AVAILABLE DATA:
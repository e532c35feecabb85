use domain::export::ExportFormat;
use serde::Deserialize;
use utoipa::IntoParams;

#[derive(Debug, Default, Deserialize, IntoParams)]
pub(crate) struct ExportParams {
    /// `markdown` (default) or `html`
    pub(crate) format: Option<ExportFormat>,
}
//! Case canonicalization for case-insensitive matching.

use crate::codepointset::{CodePointSet, Interval};
use lazy_static::lazy_static;

/// Every cased letter lives below this code point.
const CASED_LIMIT: u32 = 0x1F000;

/// ES5 15.10.2.8 Canonicalize, for the case-insensitive flavor.
/// Uppercase \p ch; if that does not produce a single character, keep \p ch.
/// A non-ASCII character is never canonicalized to an ASCII one, so for example
/// U+017F (long s) does not match 's'.
pub fn canonicalize(ch: char) -> char {
    if ch.is_ascii() {
        return ch.to_ascii_uppercase();
    }
    let mut upper = ch.to_uppercase();
    match (upper.next(), upper.next()) {
        (Some(cu), None) if cu.is_ascii() => ch,
        (Some(cu), None) => cu,
        _ => ch,
    }
}

lazy_static! {
    /// Every (code point, canonical form) pair where the two differ, sorted by
    /// code point.
    static ref CANONICAL_CHANGES: Vec<(u32, u32)> = (0..CASED_LIMIT)
        .filter_map(char::from_u32)
        .filter_map(|c| {
            let cc = canonicalize(c);
            if cc != c {
                Some((c as u32, cc as u32))
            } else {
                None
            }
        })
        .collect();

    /// The code points from CANONICAL_CHANGES, as a set.
    static ref CHANGED_BY_CANONICALIZE: CodePointSet = {
        let mut cps = CodePointSet::new();
        for &(cp, _) in CANONICAL_CHANGES.iter() {
            cps.add_one(cp);
        }
        cps
    };
}

/// \return the set of canonical forms of every member of \p cps.
/// A character `ch` then belongs to the case-insensitive class exactly when
/// `canonicalize(ch)` belongs to the result.
pub fn canonicalize_set(cps: &CodePointSet) -> CodePointSet {
    let mut result = cps.clone();
    result.remove(CHANGED_BY_CANONICALIZE.intervals());
    for iv in cps.intervals() {
        add_canonical_forms(*iv, &mut result);
    }
    result
}

fn add_canonical_forms(iv: Interval, recv: &mut CodePointSet) {
    let start = CANONICAL_CHANGES.partition_point(|&(cp, _)| cp < iv.first);
    for &(cp, canonical) in CANONICAL_CHANGES[start..].iter() {
        if !iv.contains(cp) {
            break;
        }
        recv.add_one(canonical);
    }
}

AIM OF THE EXERCISE: Copy back the listing above exactly, but only from the line with "const CASED_LIMIT: u32 = 0x1F000;" through the line with "for &(cp, _)", both ends included.

THE COMPLETED TASK:
const CASED_LIMIT: u32 = 0x1F000;

/// ES5 15.10.2.8 Canonicalize, for the case-insensitive flavor.
/// Uppercase \p ch; if that does not produce a single character, keep \p ch.
/// A non-ASCII character is never canonicalized to an ASCII one, so for example
/// U+017F (long s) does not match 's'.
pub fn canonicalize(ch: char) -> char {
    if ch.is_ascii() {
        return ch.to_ascii_uppercase();
    }
    let mut upper = ch.to_uppercase();
    match (upper.next(), upper.next()) {
        (Some(cu), None) if cu.is_ascii() => ch,
        (Some(cu), None) => cu,
        _ => ch,
    }
}

lazy_static! {
    /// Every (code point, canonical form) pair where the two differ, sorted by
    /// code point.
    static ref CANONICAL_CHANGES: Vec<(u32, u32)> = (0..CASED_LIMIT)
        .filter_map(char::from_u32)
        .filter_map(|c| {
            let cc = canonicalize(c);
            if cc != c {
                Some((c as u32, cc as u32))
            } else {
                None
            }
        })
        .collect();

    /// The code points from CANONICAL_CHANGES, as a set.
    static ref CHANGED_BY_CANONICALIZE: CodePointSet = {
        let mut cps = CodePointSet::new();
        for &(cp, _) in CANONICAL_CHANGES.iter() {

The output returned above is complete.